=== Section Start ===

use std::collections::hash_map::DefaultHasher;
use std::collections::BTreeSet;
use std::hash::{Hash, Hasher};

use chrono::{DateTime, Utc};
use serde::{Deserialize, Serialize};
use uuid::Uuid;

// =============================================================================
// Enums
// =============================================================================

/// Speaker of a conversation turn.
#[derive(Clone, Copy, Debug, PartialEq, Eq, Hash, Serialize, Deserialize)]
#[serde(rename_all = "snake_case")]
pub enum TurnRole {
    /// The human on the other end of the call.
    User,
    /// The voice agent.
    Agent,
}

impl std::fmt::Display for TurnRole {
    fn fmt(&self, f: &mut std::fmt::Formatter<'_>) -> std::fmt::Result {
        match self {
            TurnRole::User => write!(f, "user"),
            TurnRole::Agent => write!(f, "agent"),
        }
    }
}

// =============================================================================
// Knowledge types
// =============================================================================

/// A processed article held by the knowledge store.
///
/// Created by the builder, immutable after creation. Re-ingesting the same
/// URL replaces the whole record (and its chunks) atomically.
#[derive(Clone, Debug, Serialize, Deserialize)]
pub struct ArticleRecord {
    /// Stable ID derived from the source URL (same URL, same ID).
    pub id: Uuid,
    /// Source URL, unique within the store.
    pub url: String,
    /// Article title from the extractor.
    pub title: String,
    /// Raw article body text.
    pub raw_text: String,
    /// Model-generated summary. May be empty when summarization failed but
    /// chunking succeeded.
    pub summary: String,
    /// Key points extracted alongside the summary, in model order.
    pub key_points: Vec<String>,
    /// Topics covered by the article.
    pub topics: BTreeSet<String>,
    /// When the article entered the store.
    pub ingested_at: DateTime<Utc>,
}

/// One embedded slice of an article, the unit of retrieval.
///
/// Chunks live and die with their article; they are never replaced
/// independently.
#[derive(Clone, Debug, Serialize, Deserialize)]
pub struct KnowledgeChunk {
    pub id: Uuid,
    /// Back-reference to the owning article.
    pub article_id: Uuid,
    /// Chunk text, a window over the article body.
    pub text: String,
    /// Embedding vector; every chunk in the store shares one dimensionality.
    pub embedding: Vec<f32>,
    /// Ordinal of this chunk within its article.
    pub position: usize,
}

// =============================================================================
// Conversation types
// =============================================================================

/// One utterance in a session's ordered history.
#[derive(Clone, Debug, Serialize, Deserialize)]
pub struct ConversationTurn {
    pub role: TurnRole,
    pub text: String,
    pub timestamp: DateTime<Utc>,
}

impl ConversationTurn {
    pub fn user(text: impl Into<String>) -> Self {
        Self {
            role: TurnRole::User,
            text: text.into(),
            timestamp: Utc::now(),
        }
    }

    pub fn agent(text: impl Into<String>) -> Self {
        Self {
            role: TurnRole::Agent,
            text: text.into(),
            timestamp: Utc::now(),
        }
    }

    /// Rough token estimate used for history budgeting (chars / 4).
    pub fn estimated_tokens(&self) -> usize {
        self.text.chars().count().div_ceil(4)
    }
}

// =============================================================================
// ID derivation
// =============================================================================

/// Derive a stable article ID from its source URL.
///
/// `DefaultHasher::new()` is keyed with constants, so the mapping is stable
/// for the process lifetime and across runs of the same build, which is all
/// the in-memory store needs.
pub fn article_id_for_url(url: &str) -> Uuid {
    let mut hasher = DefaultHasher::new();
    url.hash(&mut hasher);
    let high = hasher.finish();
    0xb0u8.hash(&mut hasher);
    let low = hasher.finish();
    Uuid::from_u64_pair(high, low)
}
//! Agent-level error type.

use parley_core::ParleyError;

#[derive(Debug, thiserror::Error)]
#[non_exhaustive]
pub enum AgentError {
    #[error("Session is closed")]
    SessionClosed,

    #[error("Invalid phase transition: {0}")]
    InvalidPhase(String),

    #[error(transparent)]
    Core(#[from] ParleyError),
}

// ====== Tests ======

=== Section End ===
=== Section Start ===

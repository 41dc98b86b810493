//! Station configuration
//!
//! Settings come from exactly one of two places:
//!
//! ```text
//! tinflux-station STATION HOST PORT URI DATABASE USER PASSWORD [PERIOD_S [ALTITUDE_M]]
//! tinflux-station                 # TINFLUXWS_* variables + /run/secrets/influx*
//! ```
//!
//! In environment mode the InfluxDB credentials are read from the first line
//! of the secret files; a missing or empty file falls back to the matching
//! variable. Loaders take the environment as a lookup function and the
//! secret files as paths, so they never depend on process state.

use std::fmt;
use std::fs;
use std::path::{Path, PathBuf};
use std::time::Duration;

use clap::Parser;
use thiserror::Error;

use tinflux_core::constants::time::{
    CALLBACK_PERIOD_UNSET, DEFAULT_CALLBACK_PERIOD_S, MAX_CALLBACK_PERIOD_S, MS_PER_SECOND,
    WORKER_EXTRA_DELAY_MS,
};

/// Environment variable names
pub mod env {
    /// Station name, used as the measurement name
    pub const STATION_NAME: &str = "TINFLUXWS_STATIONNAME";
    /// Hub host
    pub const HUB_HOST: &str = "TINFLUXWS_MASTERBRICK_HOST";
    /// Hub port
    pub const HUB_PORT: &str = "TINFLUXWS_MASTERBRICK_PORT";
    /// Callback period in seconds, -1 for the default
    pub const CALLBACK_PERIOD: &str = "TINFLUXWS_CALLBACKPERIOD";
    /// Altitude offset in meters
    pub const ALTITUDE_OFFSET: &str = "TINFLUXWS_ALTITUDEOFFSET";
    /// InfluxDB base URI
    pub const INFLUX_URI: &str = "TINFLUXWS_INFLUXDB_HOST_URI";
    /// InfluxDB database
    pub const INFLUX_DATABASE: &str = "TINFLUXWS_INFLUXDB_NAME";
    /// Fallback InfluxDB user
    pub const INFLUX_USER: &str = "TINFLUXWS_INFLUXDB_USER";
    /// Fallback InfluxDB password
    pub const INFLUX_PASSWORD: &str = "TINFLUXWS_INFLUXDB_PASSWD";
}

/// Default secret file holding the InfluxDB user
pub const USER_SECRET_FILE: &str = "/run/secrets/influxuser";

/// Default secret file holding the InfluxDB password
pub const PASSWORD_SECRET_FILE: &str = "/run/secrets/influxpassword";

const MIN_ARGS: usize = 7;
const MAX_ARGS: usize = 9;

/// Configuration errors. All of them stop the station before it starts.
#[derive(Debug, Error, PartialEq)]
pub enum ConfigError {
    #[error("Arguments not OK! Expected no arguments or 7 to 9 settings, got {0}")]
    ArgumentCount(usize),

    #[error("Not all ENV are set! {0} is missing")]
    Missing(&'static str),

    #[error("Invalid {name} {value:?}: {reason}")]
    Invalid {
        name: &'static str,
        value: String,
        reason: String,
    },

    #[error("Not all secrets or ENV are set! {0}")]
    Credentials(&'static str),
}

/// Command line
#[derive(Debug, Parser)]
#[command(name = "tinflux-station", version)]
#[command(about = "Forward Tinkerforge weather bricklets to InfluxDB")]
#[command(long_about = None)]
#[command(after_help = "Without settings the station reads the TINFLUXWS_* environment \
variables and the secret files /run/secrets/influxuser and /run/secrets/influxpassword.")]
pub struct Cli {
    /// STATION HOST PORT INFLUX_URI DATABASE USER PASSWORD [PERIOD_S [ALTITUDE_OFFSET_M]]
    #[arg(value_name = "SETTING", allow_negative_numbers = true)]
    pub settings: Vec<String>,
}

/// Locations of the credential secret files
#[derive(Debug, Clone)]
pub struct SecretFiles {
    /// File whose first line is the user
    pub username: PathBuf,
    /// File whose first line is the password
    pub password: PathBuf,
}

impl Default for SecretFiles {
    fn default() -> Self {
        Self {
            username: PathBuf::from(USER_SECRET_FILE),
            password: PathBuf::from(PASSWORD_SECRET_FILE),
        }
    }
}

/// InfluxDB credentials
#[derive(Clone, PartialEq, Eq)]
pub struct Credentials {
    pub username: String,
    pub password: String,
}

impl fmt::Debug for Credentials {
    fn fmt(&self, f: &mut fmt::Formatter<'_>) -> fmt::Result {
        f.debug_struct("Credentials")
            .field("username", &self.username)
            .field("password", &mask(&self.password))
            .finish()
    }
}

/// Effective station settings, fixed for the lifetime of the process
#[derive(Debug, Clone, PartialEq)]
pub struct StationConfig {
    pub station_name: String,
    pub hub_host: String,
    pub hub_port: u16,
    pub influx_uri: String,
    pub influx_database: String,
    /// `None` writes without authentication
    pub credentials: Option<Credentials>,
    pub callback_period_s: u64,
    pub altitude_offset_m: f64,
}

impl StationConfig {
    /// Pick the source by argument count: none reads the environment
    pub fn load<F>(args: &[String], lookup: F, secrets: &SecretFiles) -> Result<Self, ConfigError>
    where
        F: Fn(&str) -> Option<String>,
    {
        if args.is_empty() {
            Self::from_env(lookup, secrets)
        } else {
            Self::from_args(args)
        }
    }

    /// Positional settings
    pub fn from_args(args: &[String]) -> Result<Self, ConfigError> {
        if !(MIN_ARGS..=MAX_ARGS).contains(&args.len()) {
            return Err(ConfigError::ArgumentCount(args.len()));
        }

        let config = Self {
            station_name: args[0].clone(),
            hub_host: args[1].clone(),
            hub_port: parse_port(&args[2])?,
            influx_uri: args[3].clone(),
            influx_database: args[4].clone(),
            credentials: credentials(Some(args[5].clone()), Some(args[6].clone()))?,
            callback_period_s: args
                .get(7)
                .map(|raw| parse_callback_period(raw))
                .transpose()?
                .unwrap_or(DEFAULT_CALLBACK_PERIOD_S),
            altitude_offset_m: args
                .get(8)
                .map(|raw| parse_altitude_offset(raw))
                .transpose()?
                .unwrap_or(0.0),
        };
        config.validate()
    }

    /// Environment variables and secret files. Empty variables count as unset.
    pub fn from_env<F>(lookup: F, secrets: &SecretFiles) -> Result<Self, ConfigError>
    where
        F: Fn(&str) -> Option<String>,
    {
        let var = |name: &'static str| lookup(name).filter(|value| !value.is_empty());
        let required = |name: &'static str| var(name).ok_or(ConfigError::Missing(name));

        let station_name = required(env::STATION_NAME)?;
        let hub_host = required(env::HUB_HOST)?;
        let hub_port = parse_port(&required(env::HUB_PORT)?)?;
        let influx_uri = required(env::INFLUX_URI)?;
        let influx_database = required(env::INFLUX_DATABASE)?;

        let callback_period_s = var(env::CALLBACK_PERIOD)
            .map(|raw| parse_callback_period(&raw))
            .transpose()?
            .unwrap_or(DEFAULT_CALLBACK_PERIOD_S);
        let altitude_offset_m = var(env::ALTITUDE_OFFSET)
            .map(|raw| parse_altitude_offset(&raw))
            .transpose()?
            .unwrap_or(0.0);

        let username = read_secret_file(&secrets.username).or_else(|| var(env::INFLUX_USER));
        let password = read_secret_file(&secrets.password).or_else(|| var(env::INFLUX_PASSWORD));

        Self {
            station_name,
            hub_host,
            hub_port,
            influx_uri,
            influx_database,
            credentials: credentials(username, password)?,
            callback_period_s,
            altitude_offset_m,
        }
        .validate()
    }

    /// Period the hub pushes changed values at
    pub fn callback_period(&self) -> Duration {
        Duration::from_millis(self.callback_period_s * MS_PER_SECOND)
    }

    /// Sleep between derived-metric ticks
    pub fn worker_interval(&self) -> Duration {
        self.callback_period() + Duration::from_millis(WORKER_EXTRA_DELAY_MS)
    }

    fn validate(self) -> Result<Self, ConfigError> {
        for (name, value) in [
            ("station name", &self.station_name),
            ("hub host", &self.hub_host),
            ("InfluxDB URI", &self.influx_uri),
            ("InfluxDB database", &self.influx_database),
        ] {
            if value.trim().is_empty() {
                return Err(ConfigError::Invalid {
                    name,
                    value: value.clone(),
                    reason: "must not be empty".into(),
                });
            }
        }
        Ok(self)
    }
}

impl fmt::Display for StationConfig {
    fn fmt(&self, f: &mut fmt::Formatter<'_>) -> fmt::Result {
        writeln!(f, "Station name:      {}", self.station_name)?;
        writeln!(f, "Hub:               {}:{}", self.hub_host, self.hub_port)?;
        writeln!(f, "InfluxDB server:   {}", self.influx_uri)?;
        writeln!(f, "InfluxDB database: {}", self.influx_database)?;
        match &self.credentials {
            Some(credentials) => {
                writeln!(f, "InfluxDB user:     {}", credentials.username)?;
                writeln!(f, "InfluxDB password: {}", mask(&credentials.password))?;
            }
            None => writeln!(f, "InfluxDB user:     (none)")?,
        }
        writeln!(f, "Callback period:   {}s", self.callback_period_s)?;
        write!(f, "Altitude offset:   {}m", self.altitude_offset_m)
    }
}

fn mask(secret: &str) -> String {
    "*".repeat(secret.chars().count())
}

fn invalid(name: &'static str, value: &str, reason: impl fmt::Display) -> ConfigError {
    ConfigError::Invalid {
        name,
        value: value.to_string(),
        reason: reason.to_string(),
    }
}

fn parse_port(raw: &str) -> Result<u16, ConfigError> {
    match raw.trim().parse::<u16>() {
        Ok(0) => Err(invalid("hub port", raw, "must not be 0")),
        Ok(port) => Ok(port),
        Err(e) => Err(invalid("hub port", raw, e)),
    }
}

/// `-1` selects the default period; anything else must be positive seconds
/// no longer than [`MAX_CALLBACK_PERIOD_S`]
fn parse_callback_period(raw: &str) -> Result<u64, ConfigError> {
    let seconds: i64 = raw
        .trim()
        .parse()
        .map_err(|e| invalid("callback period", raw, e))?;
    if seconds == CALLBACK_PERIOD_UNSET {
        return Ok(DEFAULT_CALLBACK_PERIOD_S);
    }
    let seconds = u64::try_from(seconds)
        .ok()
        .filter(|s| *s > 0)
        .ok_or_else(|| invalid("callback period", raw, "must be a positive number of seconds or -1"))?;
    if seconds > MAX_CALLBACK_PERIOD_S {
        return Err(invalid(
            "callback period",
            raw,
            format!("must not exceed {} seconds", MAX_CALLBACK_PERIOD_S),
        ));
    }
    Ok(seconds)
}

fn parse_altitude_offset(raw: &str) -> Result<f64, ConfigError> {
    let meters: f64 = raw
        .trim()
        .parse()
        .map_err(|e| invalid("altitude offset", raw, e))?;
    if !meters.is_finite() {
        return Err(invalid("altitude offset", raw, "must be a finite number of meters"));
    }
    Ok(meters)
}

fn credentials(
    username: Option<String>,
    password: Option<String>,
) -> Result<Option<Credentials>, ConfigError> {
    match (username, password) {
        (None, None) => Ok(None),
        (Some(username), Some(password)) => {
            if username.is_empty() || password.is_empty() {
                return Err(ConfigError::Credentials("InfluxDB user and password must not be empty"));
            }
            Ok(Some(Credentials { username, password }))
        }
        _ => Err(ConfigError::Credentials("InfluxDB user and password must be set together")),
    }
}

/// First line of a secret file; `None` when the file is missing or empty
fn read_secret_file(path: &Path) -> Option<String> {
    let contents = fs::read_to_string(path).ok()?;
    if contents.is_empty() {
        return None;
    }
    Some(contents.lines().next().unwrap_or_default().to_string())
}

=== Section End ===

**What to work on**.
Retrieve all lines from the data that contain the string "used".

**Task result**.
    /// Rough token estimate used for history budgeting (chars / 4).
    /// Station name, used as the measurement name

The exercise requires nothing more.